The original story written by May was substantially different than the song later concocted by Marks. Rudolph originally lived with his parents in a non-descript reindeer village and was discovered by Santa when doing his rounds on a particularly foggy Christmas Eve. Santa noticed the red glow coming from Rudolph’s room and asked him to lead his team to ensure a safe and happy Christmas for all. The song written by Marks could have been a story written by Hollywood; a downtrodden underdog is discovered for his secret talent which, until that moment, has been his reason for being outcast from society. In the original version, Rudolph’s nose wasn’t a hindrance to his social life.
If you truly analyze the song’s lyrics, is it a message we want conveyed to our kids?
Rudolph was largely ignored by all the other reindeer because of his ugly nose. It glowed red for God’s sake! What an ugly and weird reindeer, he must have coodies. They wouldn’t even let him join in any reindeer games. Rudolph may as well have had the plague or reindeer AIDS.
But then, on the most important night of the year for reindeer, a heavy fog rolls in. Suddenly Santa’s normal reindeer, the pride of reindeer all over the world, are of no use to him. They can’t guide him through the weather. If he weren’t careful, he could end up an ornament on the Sears Tower.
After exhausting all efforts to devise a solution, on the eve of surrendering to his hopeless situation, Santa is alerted to the one reindeer in the world who can save his reputation. The once undesirable and undersized Rudolph! The one reindeer who was always left on the sidelines when reindeer football season approached. The ugly duckling reindeer who was once only allowed to cheer from the stands, was now asked to lead the way.

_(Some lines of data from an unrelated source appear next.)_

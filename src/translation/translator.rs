/*!
 * Placeholder-preserving translator.
 *
 * One model call per text: tags are protected, the country's prompts and the
 * translation directive are sent, and the trimmed reply gets its tags back.
 */

use log::{debug, warn};
use std::sync::Arc;

use super::placeholders::PlaceholderMap;
use super::prompts::TranslationPromptBuilder;
use crate::database::models::CountryPrompt;
use crate::errors::ProviderError;
use crate::providers::Provider;

/// Target language and prompt guidance for a translation
#[derive(Debug, Clone, PartialEq, Eq)]
pub struct TranslationTarget {
    /// Language name given to the model, e.g. "Japanese"
    pub language: String,
    /// Role guidance
    pub system_prompt: String,
    /// Task guidance
    pub user_prompt: String,
}

impl TranslationTarget {
    pub fn new(
        language: impl Into<String>,
        system_prompt: impl Into<String>,
        user_prompt: impl Into<String>,
    ) -> Self {
        Self {
            language: language.into(),
            system_prompt: system_prompt.into(),
            user_prompt: user_prompt.into(),
        }
    }
}

impl From<&CountryPrompt> for TranslationTarget {
    fn from(country: &CountryPrompt) -> Self {
        Self::new(&country.language, &country.system_prompt, &country.user_prompt)
    }
}

/// Translator bound to one provider
#[derive(Debug, Clone)]
pub struct Translator {
    provider: Arc<dyn Provider>,
}

impl Translator {
    pub fn new(provider: Arc<dyn Provider>) -> Self {
        Self { provider }
    }

    /// Translate `text` into the target language keeping `<tag>` tokens
    ///
    /// Empty input is returned as is without contacting the model.
    pub async fn translate_text(&self, text: &str, target: &TranslationTarget) -> Result<String, ProviderError> {
        if text.is_empty() {
            return Ok(String::new());
        }

        let (placeholders, protected) = PlaceholderMap::protect(text);
        let prompt = TranslationPromptBuilder::new(&target.language)
            .with_system_prompt(&target.system_prompt)
            .with_user_prompt(&target.user_prompt)
            .with_text(&protected)
            .build();

        debug!(
            "Translating {} chars to {} via {}",
            text.chars().count(),
            target.language,
            self.provider.name()
        );
        let reply = self.provider.generate(&prompt).await?;
        let reply = reply.trim();

        let missing = placeholders.missing_sentinels(reply);
        if !missing.is_empty() {
            warn!(
                "Model reply for {} dropped placeholder marker(s): {}",
                target.language,
                missing.join(", ")
            );
        }

        Ok(placeholders.restore(reply))
    }
}
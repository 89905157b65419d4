/*!
 * Prompt lab: try candidate prompts for a country on sample text.
 *
 * A run translates and proofreads the sample without storing anything;
 * promoting writes the candidate prompts into the live country row.
 */

use log::info;

use super::proofreader::Proofreader;
use super::translator::{TranslationTarget, Translator};
use crate::database::models::{CountryPrompt, QualityBand};
use crate::database::Repository;
use crate::errors::{StoreError, TranslationError};

/// Sample used when none is given
pub const DEFAULT_SAMPLE_TEXT: &str = "Get <discount>% off on <product> today! Limited time offer.";

/// Result of one prompt test
#[derive(Debug, Clone, PartialEq, Eq)]
pub struct PromptTestReport {
    pub country_code: String,
    pub language: String,
    /// Sample text as given
    pub original: String,
    /// Proofread (corrected) translation
    pub translation: String,
    pub score: u8,
    pub band: QualityBand,
    pub feedback: String,
    /// Proofreading fell back to the default score
    pub degraded: bool,
}

/// Runs prompt experiments for countries
#[derive(Debug, Clone)]
pub struct PromptLab {
    repository: Repository,
    translator: Translator,
    proofreader: Proofreader,
}

impl PromptLab {
    pub fn new(repository: Repository, translator: Translator, proofreader: Proofreader) -> Self {
        Self {
            repository,
            translator,
            proofreader,
        }
    }

    /// Translate and proofread `sample_text` with candidate prompts
    pub async fn run(
        &self,
        country: &CountryPrompt,
        system_prompt: &str,
        user_prompt: &str,
        sample_text: &str,
    ) -> Result<PromptTestReport, TranslationError> {
        let target = TranslationTarget::new(&country.language, system_prompt, user_prompt);

        let translated = self.translator.translate_text(sample_text, &target).await?;
        let outcome = self
            .proofreader
            .proofread(sample_text, &translated, &country.language)
            .await?;
        let degraded = outcome.is_degraded();
        let review = outcome.into_result();

        Ok(PromptTestReport {
            country_code: country.country_code.clone(),
            language: country.language.clone(),
            original: sample_text.to_string(),
            translation: review.corrected,
            score: review.score,
            band: QualityBand::from_score(review.score),
            feedback: review.feedback,
            degraded,
        })
    }

    /// Make the tested prompts the live prompts of a country
    pub async fn promote(
        &self,
        country_id: i64,
        system_prompt: &str,
        user_prompt: &str,
    ) -> Result<CountryPrompt, StoreError> {
        let updated = self
            .repository
            .update_country_prompts(country_id, system_prompt, user_prompt)
            .await?;
        info!("Saved tested prompts for {}", updated.country_code);
        Ok(updated)
    }
}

After being shunned for years and years, laughed and called names, Rudolph was now expected to drop everything to save the day. He was treated like crap until he was needed. And do you know what happened when he said yes, he’d lead the way?
All the reindeer loved him. Those hypocritical little snots patted Rudolph on the back and told him he was the best. I’ll bet they even made him honorary quarterback in the RFL (Reindeer Football League).
What a wonderful thing to teach our children. You have to brown-nose and suck up to your boss to make friends and fit in. Forget standing up for yourself and being an individual; set your principles aside and bury any pride you may have. When the boss asks you to do something, you do it, no questions asked.
Let this be a lesson to all you children everywhere. Either conform to the norms of society or sell your sense of self-worth for a few fruitcakes. Oh, and Merry Christmas.